The Truth
Attention is not a resource that a platform can treat as its own.
A person opening AfroMax brings with them the only thing they have that cannot be replaced: their time, their presence, their capacity to be moved by something. AfroMax receives that as a trust. The platform's job is to use it toward something real — toward a Cultural Ambassador's work, toward a community, toward another person — and then return it.
This is the truth AfroMax structures around your attention. Not a policy. Not a feature decision. A truth that generates every feature decision that follows.
What It Means for the Feed
The feed accepts a portion of your day to do what it needs to do — and then it stops.
Not because it ran out of things to show you.

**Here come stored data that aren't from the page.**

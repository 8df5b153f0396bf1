//! Integration tests for the health check endpoint and general HTTP behaviour.

mod common;

use axum::body::Body;
use axum::http::{Method, Request, StatusCode};
use common::{body_json, get};
use sqlx::PgPool;
use tower::ServiceExt;

// ---------------------------------------------------------------------------
// Test: GET /health returns 200 with expected JSON fields
// ---------------------------------------------------------------------------

#[sqlx::test(migrations = "../../db/migrations")]
async fn health_check_returns_ok_with_json(pool: PgPool) {
    let app = common::build_test_app(pool);
    let response = get(app, "/health").await;

    assert_eq!(response.status(), StatusCode::OK);

    let json = body_json(response).await;
    assert_eq!(json["status"], "ok");
    assert!(json["version"].is_string());
    assert_eq!(json["db_healthy"], true);
}

#[sqlx::test(migrations = "../../db/migrations")]
async fn unknown_route_returns_404(pool: PgPool) {
    let app = common::build_test_app(pool);
    let response = get(app, "/this-route-does-not-exist").await;

    assert_eq!(response.status(), StatusCode::NOT_FOUND);
}

#[sqlx::test(migrations = "../../db/migrations")]
async fn response_contains_x_request_id_header(pool: PgPool) {
    let app = common::build_test_app(pool);
    let response = get(app, "/health").await;

    let request_id = response
        .headers()
        .get("x-request-id")
        .expect("Response must contain an x-request-id header");
    assert_eq!(request_id.to_str().unwrap().len(), 36);
}

// ---------------------------------------------------------------------------
// Test: CORS preflight exposes the export download header
// ---------------------------------------------------------------------------

#[sqlx::test(migrations = "../../db/migrations")]
async fn cors_preflight_returns_correct_headers(pool: PgPool) {
    let app = common::build_test_app(pool);

    let request = Request::builder()
        .method(Method::OPTIONS)
        .uri("/api/v1/admin/ceu-export")
        .header("Origin", "http://localhost:5173")
        .header("Access-Control-Request-Method", "GET")
        .header("Access-Control-Request-Headers", "authorization")
        .body(Body::empty())
        .unwrap();

    let response = app.oneshot(request).await.unwrap();
    assert_eq!(response.status(), StatusCode::OK);

    let headers = response.headers();
    assert_eq!(
        headers.get("access-control-allow-origin").unwrap(),
        "http://localhost:5173"
    );
    let allow_methods = headers
        .get("access-control-allow-methods")
        .expect("Missing Access-Control-Allow-Methods header")
        .to_str()
        .unwrap();
    assert!(allow_methods.contains("GET"), "got: {allow_methods}");
}

#[sqlx::test(migrations = "../../db/migrations")]
async fn protected_route_without_token_returns_401(pool: PgPool) {
    let app = common::build_test_app(pool);
    let response = get(app, "/api/v1/ceu/certificates").await;

    assert_eq!(response.status(), StatusCode::UNAUTHORIZED);
    let json = body_json(response).await;
    assert_eq!(json["code"], "UNAUTHORIZED");
}

#[sqlx::test(migrations = "../../db/migrations")]
async fn garbage_token_returns_401(pool: PgPool) {
    let app = common::build_test_app(pool);
    let response = common::get_auth(app, "/api/v1/ceu/certificates", "not-a-jwt").await;

    assert_eq!(response.status(), StatusCode::UNAUTHORIZED);
    let json = body_json(response).await;
    assert_eq!(json["error"], "Invalid or expired token");
}
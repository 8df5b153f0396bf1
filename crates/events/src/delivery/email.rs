//! Transactional email delivery via SMTP.
//!
//! [`EmailDelivery`] wraps the `lettre` async SMTP transport to send
//! plain-text emails. Configuration is loaded from environment variables; if
//! `SMTP_HOST` is not set, [`EmailConfig::from_env`] returns `None` and no
//! mailer should be constructed.

use async_trait::async_trait;

// ---------------------------------------------------------------------------
// Error
// ---------------------------------------------------------------------------

/// Error type for email delivery failures.
#[derive(Debug, thiserror::Error)]
pub enum EmailError {
    /// SMTP transport-level failure (authentication, connection, etc.).
    #[error("SMTP transport error: {0}")]
    Transport(#[from] lettre::transport::smtp::Error),

    /// The recipient or sender address could not be parsed.
    #[error("Email address parse error: {0}")]
    Address(#[from] lettre::address::AddressError),

    /// The MIME message could not be assembled.
    #[error("Email build error: {0}")]
    Build(String),
}

// ---------------------------------------------------------------------------
// Mailer
// ---------------------------------------------------------------------------

/// Anything that can send a plain-text email.
#[async_trait]
pub trait Mailer: Send + Sync {
    async fn send(&self, to_email: &str, subject: &str, body: &str) -> Result<(), EmailError>;
}

// ---------------------------------------------------------------------------
// EmailConfig
// ---------------------------------------------------------------------------

/// Default SMTP port (STARTTLS).
const DEFAULT_SMTP_PORT: u16 = 587;

/// Default sender address when `SMTP_FROM` is not set.
const DEFAULT_FROM_ADDRESS: &str = "certificates@interpretreflect.com";

/// Configuration for the SMTP email delivery service.
#[derive(Debug, Clone)]
pub struct EmailConfig {
    pub smtp_host: String,
    pub smtp_port: u16,
    /// RFC 5322 "From" address.
    pub from_address: String,
    pub smtp_user: Option<String>,
    pub smtp_password: Option<String>,
}

impl EmailConfig {
    /// Load configuration from environment variables.
    ///
    /// Returns `None` if `SMTP_HOST` is not set, signalling that email
    /// delivery is not configured and should be skipped.
    ///
    /// | Variable        | Required | Default                              |
    /// |-----------------|----------|--------------------------------------|
    /// | `SMTP_HOST`     | yes      | --                                   |
    /// | `SMTP_PORT`     | no       | `587`                                |
    /// | `SMTP_FROM`     | no       | `certificates@interpretreflect.com`  |
    /// | `SMTP_USER`     | no       | --                                   |
    /// | `SMTP_PASSWORD` | no       | --                                   |
    pub fn from_env() -> Option<Self> {
        let smtp_host = std::env::var("SMTP_HOST").ok()?;
        Some(Self {
            smtp_host,
            smtp_port: std::env::var("SMTP_PORT")
                .ok()
                .and_then(|p| p.parse().ok())
                .unwrap_or(DEFAULT_SMTP_PORT),
            from_address: std::env::var("SMTP_FROM")
                .unwrap_or_else(|_| DEFAULT_FROM_ADDRESS.to_string()),
            smtp_user: std::env::var("SMTP_USER").ok(),
            smtp_password: std::env::var("SMTP_PASSWORD").ok(),
        })
    }
}

// ---------------------------------------------------------------------------
// EmailDelivery
// ---------------------------------------------------------------------------

/// Sends emails via SMTP.
pub struct EmailDelivery {
    config: EmailConfig,
}

impl EmailDelivery {
    pub fn new(config: EmailConfig) -> Self {
        Self { config }
    }
}

#[async_trait]
impl Mailer for EmailDelivery {
    async fn send(&self, to_email: &str, subject: &str, body: &str) -> Result<(), EmailError> {
        use lettre::{
            message::header::ContentType, transport::smtp::authentication::Credentials,
            AsyncSmtpTransport, AsyncTransport, Message, Tokio1Executor,
        };

        let email = Message::builder()
            .from(self.config.from_address.parse()?)
            .to(to_email.parse()?)
            .subject(subject)
            .header(ContentType::TEXT_PLAIN)
            .body(body.to_string())
            .map_err(|e| EmailError::Build(e.to_string()))?;

        let mut transport_builder =
            AsyncSmtpTransport::<Tokio1Executor>::starttls_relay(&self.config.smtp_host)?
                .port(self.config.smtp_port);

        if let (Some(user), Some(pass)) = (&self.config.smtp_user, &self.config.smtp_password) {
            transport_builder =
                transport_builder.credentials(Credentials::new(user.clone(), pass.clone()));
        }

        let mailer = transport_builder.build();
        mailer.send(email).await?;

        tracing::info!(to = to_email, subject, "Email sent");
        Ok(())
    }
}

Because it has done its work. AfroMax takes only what it needs from your time and returns the rest. When the day's feed is complete, the platform tells you — and means it. There is no mechanism designed to find more of your time after that point.
What the feed carries before it stops is curated for depth, not volume. AfroMax does not serve content to fill time. It serves content to move a member toward community. When that work is done for the day, the platform steps aside.
If the feed is capped, how do Cultural Ambassadors earn? How AfroMax events replace the ad revenue model — where a member moves from watching to attending, and Cultural Ambassadors earn from real connection, not passive consumption.
What It Means for AfroMax Love
Finite Attention applies to relationships as directly as it applies to content.
A person can give genuine attention to a finite number of connections at one time. Beyond that number, quality degrades — not because the person lacks care, but because attention has limits. AfroMax Love is built on this truth. The number of active matches a member holds at any time is bounded. The feature is called Love, not Dating, because it is optimised for the destination — a real relationship — not the process of searching indefinitely for one.
How AfroMax Love handles matches shows the 30-day window and match ceiling in action. This is Ubuntu Level Protocol applied to dating — where the platform steps back when genuine connection is made.
What It Produces
A member using AfroMax finds that time on the platform feels different.
The feed ends. The matches are few and deliberate. What the member carries away from a session is not more content consumed — it is something seen, someone followed, a community found, a conversation started that continues somewhere real.
That feeling is Finite Attention doing its work. AfroMax was built to give the hour back. Everything on the platform is in service of that.